杉本寺は鎌倉幕府が創設される約500年も前からこの地に建っている、鎌倉最古の寺院です。聖武天皇の后である光明皇后の願いにより、行基と藤原房前によって建立されました。この時、ご本尊に安置された十一面観音像は行基自らが彫ったものと伝わり、現在も3体の秘仏のうちのひとつとして祀られています。鎌倉時代に火災が起こった時、ご本尊の三体の十一面観音像はみずから境内にあった杉の大木の下に逃げたことから「杉の本の観音」と呼ばれるようになったと言います。

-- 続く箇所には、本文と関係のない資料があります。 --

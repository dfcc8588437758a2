//! Media plug operations: the operator monitoring channel

use tracing::{debug, info, warn};

use super::{CallController, PhoneState};
use crate::cti::{self, MediaPlugCommand};
use crate::error::{PhoneError, PhoneResult};
use crate::media_plug::{MediaPlugState, Submission};
use crate::session::CallId;
use crate::signaling::InviteRequest;

impl CallController {
    /// Call the media switch to open the monitoring channel
    pub async fn make_media_plug_call(&self) -> PhoneResult<()> {
        let mut state = self.inner.state.lock().await;
        self.start_media_plug(&mut state).await
    }

    /// Eavesdrop on switch channel `uuid`.
    ///
    /// Without a media plug one is created and the command waits until the
    /// switch answers. While it waits, a newer command replaces the queued
    /// one. Once the media plug is up the command goes straight to the CTI
    /// channel.
    pub async fn eavesdrop(&self, uuid: &str, subcommand: &str) -> PhoneResult<()> {
        let command = MediaPlugCommand::eavesdrop(uuid, subcommand);
        info!("Eavesdrop {}", command);

        let mut state = self.inner.state.lock().await;
        match state.media_plug.submit(command.clone()) {
            Submission::NeedsSession => {
                if let Err(e) = self.start_media_plug(&mut state).await {
                    warn!("Could not create media plug for eavesdrop: {}", e);
                    return Err(e);
                }
                state.media_plug.queue(command);
                debug!("Eavesdrop queued until media plug is established");
                Ok(())
            }
            Submission::Queued => {
                debug!("Media plug pending, eavesdrop queued");
                Ok(())
            }
            Submission::SendNow(channel) => {
                debug!(%channel, "Sending media plug command");
                let Some(queue) = state.cti.as_ref() else {
                    return Err(PhoneError::NotInitialized);
                };
                let reply = queue.send(channel, command);
                drop(state);
                cti::delivered(reply).await
            }
        }
    }

    /// Terminate the media plug. Returns whether there was one.
    pub async fn disconnect_media_plug(&self) -> bool {
        let mut state = self.inner.state.lock().await;
        self.teardown_media_plug(&mut state, "disconnected by host").await
    }

    async fn start_media_plug(&self, state: &mut PhoneState) -> PhoneResult<()> {
        if !state.initialized {
            return Err(PhoneError::NotInitialized);
        }
        if !state.connected {
            warn!("Cannot make media plug call as user agent is not connected");
            return Err(PhoneError::NotConnected);
        }
        if !state.media_plug.is_absent() {
            return Err(PhoneError::MediaPlugBusy);
        }
        let agent = match state.agent.as_ref() {
            Some(handle) => handle.agent.clone(),
            None => return Err(PhoneError::NotConnected),
        };

        let config = &self.inner.config;
        let call_id = CallId::new();
        let request = InviteRequest {
            call_id,
            target: config.media_plug_uri(),
            constraints: None,
            render_target: Some(config.media_plug_sink_id()),
        };
        let handle = agent.invite(request).await?;
        state.media_plug = MediaPlugState::pending(call_id, handle);
        info!(%call_id, "Media plug call started");
        Ok(())
    }

    /// Send the queued command once the switch has settled
    pub(crate) fn schedule_media_plug_flush(&self, call_id: CallId) {
        let controller = self.clone();
        let delay = self.inner.config.media_plug_settle_delay();
        debug!(?delay, "Scheduling media plug command flush");

        tokio::spawn(async move {
            tokio::time::sleep(delay).await;
            controller.flush_media_plug(call_id).await;
        });
    }

    async fn flush_media_plug(&self, call_id: CallId) {
        let mut state = self.inner.state.lock().await;
        let Some((channel, command)) = state.media_plug.take_flush(call_id) else {
            debug!(%call_id, "Nothing to flush for media plug");
            return;
        };
        let Some(queue) = state.cti.as_ref() else {
            warn!("No CTI queue, dropping pending media plug command");
            return;
        };

        // queued under the lock so a later eavesdrop is delivered after it
        info!(%channel, "Sending pending media plug command {}", command);
        queue.post(channel, command);
    }
}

鎌倉三十三観音巡り、1番札所は杉本寺ご本尊である十一面観音さまです。本堂には御本尊の3体の十一面観音像が秘仏として祀られます。お堂の奥の奥に鎮座するご本尊は、ほの暗い明かりが灯される中、格子戸の奥にいらっしゃいます。平安時代作と言われる観音様を含む由緒正しき観音さま。漂うオーラに圧倒されます。三十三観音巡りの最初に参拝すると「発願印」を押印していただけます。

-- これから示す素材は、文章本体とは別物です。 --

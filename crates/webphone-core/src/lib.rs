//! # webphone-core - call control for SIP/WebRTC phones
//!
//! This crate is the call-control layer of a web phone. It does not speak
//! SIP or negotiate media itself; those jobs belong to an injected signaling
//! stack and to the host's media environment. What it does own:
//!
//! - **Call slots**: a fixed pool of `max_sessions` slots, lowest free slot
//!   first, each holding at most one call
//! - **Call lifecycle**: a typed state machine per call (`calling`,
//!   `progress`, `talking`, `on hold`, `rejected`, `cancel`, `terminated`)
//!   driven by signaling events and re-published as `SessionUpdate` events
//! - **Call control**: hold, resume, blind transfer, DTMF and hangup, with a
//!   single active audio path (answering or resuming a call holds the rest)
//! - **Media plug**: one monitoring call to an operator media switch, used
//!   to eavesdrop through an external CTI channel
//!
//! ## Quick Start
//!
//! ```rust,no_run
//! use std::sync::Arc;
//! use webphone_core::*;
//!
//! # async fn example(
//! #     stack: Arc<dyn UserAgentFactory>,
//! #     host: Arc<dyn MediaHost>,
//! #     cti: Arc<dyn CtiChannel>,
//! # ) -> PhoneResult<()> {
//! let phone = CallController::builder()
//!     .config(PhoneConfig::new("alice", "example.com", "app.example.com"))
//!     .user_agent_factory(stack)
//!     .media_host(host)
//!     .cti(cti)
//!     .build()?;
//!
//! let mut events = phone.subscribe();
//! let worker = phone.clone();
//! tokio::spawn(async move { worker.run().await });
//!
//! phone.init().await?;
//! // ... once the transport reports it is connected:
//! let slot = phone.make_call("100").await?;
//!
//! while let Some(event) = events.next().await {
//!     if let PhoneEvent::SessionUpdate(session) = event {
//!         println!("slot {} is {}", session.slot, session.state);
//!     }
//! }
//! # Ok(())
//! # }
//! ```
//!
//! ## Plugging in a signaling stack
//!
//! Implement [`UserAgentFactory`], [`UserAgent`] and [`SignalingSession`]
//! over the stack of your choice. Report transport and session events with
//! the [`SignalingEventSink`] the factory receives, tagging session events
//! with the [`CallId`] from the [`InviteRequest`].

pub mod builder;
pub mod config;
pub mod controller;
pub mod cti;
pub mod error;
pub mod events;
pub mod media;
pub mod media_plug;
pub mod session;
pub mod signaling;

pub use builder::CallControllerBuilder;
pub use config::PhoneConfig;
pub use controller::CallController;
pub use cti::{CtiChannel, MediaPlugCommand};
pub use error::{PhoneError, PhoneResult};
pub use events::{EventEmitter, EventIterator, EventStream, PhoneEvent, UserWarning};
pub use media::{AudioSink, MediaHost};
pub use media_plug::MediaPlugStatus;
pub use session::{CallDirection, CallId, CallSession, CallState, SlotId};
pub use signaling::{
    InviteRequest, MediaConstraints, MediaTrack, SessionEvent, SignalingEvent,
    SignalingEventSink, SignalingSession, SipHeaders, TrackKind, TransportEvent, UserAgent,
    UserAgentFactory, UserAgentSettings,
};

/// Library version
pub const VERSION: &str = env!("CARGO_PKG_VERSION");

「UNIQUELY鎌倉」御朱印と巡る、鎌倉三十三観音
鎌倉二十四地蔵巡り、4番札所は杉本寺の身代地蔵さま。実は身代地蔵と名の付くお地蔵さまは2体いらっしゃいます。正式には本堂脇の杉本太郎身代地蔵さまが二十四地蔵の札所本尊ですが、本堂内の身代地蔵さまにもお参りするとよいでしょう。
「UNIQUELY鎌倉」御朱印と巡る、鎌倉二十四地蔵
鎌倉二十四地蔵巡り、6番札所は杉本寺の本堂に祀られた尼将軍地蔵さま。御朱印は本堂の入り口にある寺務所でいただけます。
「UNIQUELY鎌倉」御朱印と巡る、鎌倉二十四地蔵
運慶作と伝わる仁王像が両側から睨みをきかせています。赤いお顔は迫力満点です。
鎌倉でも数少ない茅葺き屋根の仁王門です。茅葺き屋根は10年から15年ごとに葺き替えが必要です。浄財を茅一東2,000円から受け付けており、後世に茅葺を残すための努力を続けています。
苔の階段の手前右側にある赤い鳥居が入り口です。ここへお参りすると大きな蔵が建つほど富に恵まれるという言い伝えがあります。
杉本寺を象徴する苔生した階段。美しいグリーンが参拝者を魅きつけます。過去にはこの階段を通って参拝者は本堂へと向かいましたが、現在は保全のためこの階段は通らず左側につけられた迂回ルートを通って本堂へと向かいます。
観音堂と呼ばれる茅葺き屋根の本堂は神奈川県の重要文化財に指定されています。秘仏であるご本尊の十一面観音像三体、前立の源頼朝寄進の十一面観音像、地蔵菩薩二体、不動明王像、観音三十三身、びんずる尊者像が祀られます。ずらりと並んだ仏像群は圧巻。ご本尊以外はどの仏像にも間近でお参りできるところが杉本寺の魅力の一つです。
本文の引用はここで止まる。